[Excerpts from a dataset]

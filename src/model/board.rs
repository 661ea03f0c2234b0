use std::collections::HashSet;

use indexmap::IndexMap;
use serde::{Deserialize, Serialize};

use super::id::is_path_safe;
use super::list::{COMPLETED_LIST_ID, TaskList};
use super::task::{Tag, Task};

/// Error type for board validation
#[derive(Debug, Clone, PartialEq, Eq, thiserror::Error)]
pub enum BoardError {
    #[error("duplicate list id: {0}")]
    DuplicateList(String),
    #[error("duplicate task id: {0}")]
    DuplicateTask(String),
    #[error("task id is not usable as a file name: {0:?}")]
    UnsafeTaskId(String),
    #[error("the Completed list must be the last list")]
    CompletedNotLast,
}

/// Where a task currently sits on the board
#[derive(Debug, Clone, Copy, PartialEq, Eq)]
pub struct TaskLocation {
    pub list_index: usize,
    pub task_index: usize,
}

/// The full board: lists left to right, each owning its tasks.
///
/// Persisted as a bare JSON array of lists.
#[derive(Debug, Clone, Default, PartialEq, Eq, Serialize, Deserialize)]
#[serde(transparent)]
pub struct Board {
    pub lists: Vec<TaskList>,
}

impl Board {
    pub fn new(lists: Vec<TaskList>) -> Self {
        Board { lists }
    }

    /// A fresh board: one working list followed by the Completed list
    pub fn seeded(default_list: &str, completed_header: &str) -> Self {
        Board {
            lists: vec![
                TaskList::new(default_list),
                TaskList::completed(completed_header),
            ],
        }
    }

    pub fn list_index(&self, list_id: &str) -> Option<usize> {
        self.lists.iter().position(|l| l.id == list_id)
    }

    pub fn list(&self, list_id: &str) -> Option<&TaskList> {
        self.lists.iter().find(|l| l.id == list_id)
    }

    pub fn list_mut(&mut self, list_id: &str) -> Option<&mut TaskList> {
        self.lists.iter_mut().find(|l| l.id == list_id)
    }

    pub fn completed_index(&self) -> Option<usize> {
        self.list_index(COMPLETED_LIST_ID)
    }

    /// Find which list a task is in and its index within that list
    pub fn find_task(&self, task_id: &str) -> Option<TaskLocation> {
        for (list_index, list) in self.lists.iter().enumerate() {
            if let Some(task_index) = list.position_of(task_id) {
                return Some(TaskLocation {
                    list_index,
                    task_index,
                });
            }
        }
        None
    }

    pub fn task(&self, task_id: &str) -> Option<&Task> {
        let loc = self.find_task(task_id)?;
        self.lists[loc.list_index].tasks.get(loc.task_index)
    }

    pub fn task_mut(&mut self, task_id: &str) -> Option<&mut Task> {
        let loc = self.find_task(task_id)?;
        self.lists[loc.list_index].tasks.get_mut(loc.task_index)
    }

    /// Id of the list that currently owns the task
    pub fn owner_of(&self, task_id: &str) -> Option<&str> {
        self.find_task(task_id)
            .map(|loc| self.lists[loc.list_index].id.as_str())
    }

    pub fn task_count(&self) -> usize {
        self.lists.iter().map(|l| l.tasks.len()).sum()
    }

    /// Check list/task id uniqueness, task id safety and the Completed-last rule
    pub fn validate(&self) -> Result<(), BoardError> {
        let mut list_ids = HashSet::new();
        let mut task_ids = HashSet::new();
        for list in &self.lists {
            if !list_ids.insert(list.id.as_str()) {
                return Err(BoardError::DuplicateList(list.id.clone()));
            }
            for task in &list.tasks {
                if !is_path_safe(&task.id) {
                    return Err(BoardError::UnsafeTaskId(task.id.clone()));
                }
                if !task_ids.insert(task.id.as_str()) {
                    return Err(BoardError::DuplicateTask(task.id.clone()));
                }
            }
        }
        if let Some(idx) = self.completed_index()
            && idx + 1 != self.lists.len()
        {
            return Err(BoardError::CompletedNotLast);
        }
        Ok(())
    }

    /// Move a misplaced Completed list back to the end.
    /// Returns true if the board changed.
    pub fn normalize(&mut self) -> bool {
        match self.completed_index() {
            Some(idx) if idx + 1 != self.lists.len() => {
                let completed = self.lists.remove(idx);
                self.lists.push(completed);
                true
            }
            _ => false,
        }
    }

    /// Distinct tags across the board, keyed by lowercase label, in
    /// first-seen order. The first occurrence decides the color.
    pub fn existing_tags(&self) -> IndexMap<String, Tag> {
        let mut tags = IndexMap::new();
        for task in self.lists.iter().flat_map(|l| l.tasks.iter()) {
            for tag in &task.tags {
                tags.entry(tag.label.to_lowercase())
                    .or_insert_with(|| tag.clone());
            }
        }
        tags
    }
}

◆ PROBLEM TO SOLVE
Retype exactly, and only, the lines above from the one where "return Err(BoardError::DuplicateList(list.id.clone()));" occurs up to and including the one where "tags.entry(tag.label.to_lowercase())" occurs.

◆ RESPONSE BELOW
                return Err(BoardError::DuplicateList(list.id.clone()));
            }
            for task in &list.tasks {
                if !is_path_safe(&task.id) {
                    return Err(BoardError::UnsafeTaskId(task.id.clone()));
                }
                if !task_ids.insert(task.id.as_str()) {
                    return Err(BoardError::DuplicateTask(task.id.clone()));
                }
            }
        }
        if let Some(idx) = self.completed_index()
            && idx + 1 != self.lists.len()
        {
            return Err(BoardError::CompletedNotLast);
        }
        Ok(())
    }

    /// Move a misplaced Completed list back to the end.
    /// Returns true if the board changed.
    pub fn normalize(&mut self) -> bool {
        match self.completed_index() {
            Some(idx) if idx + 1 != self.lists.len() => {
                let completed = self.lists.remove(idx);
                self.lists.push(completed);
                true
            }
            _ => false,
        }
    }

    /// Distinct tags across the board, keyed by lowercase label, in
    /// first-seen order. The first occurrence decides the color.
    pub fn existing_tags(&self) -> IndexMap<String, Tag> {
        let mut tags = IndexMap::new();
        for task in self.lists.iter().flat_map(|l| l.tasks.iter()) {
            for tag in &task.tags {
                tags.entry(tag.label.to_lowercase())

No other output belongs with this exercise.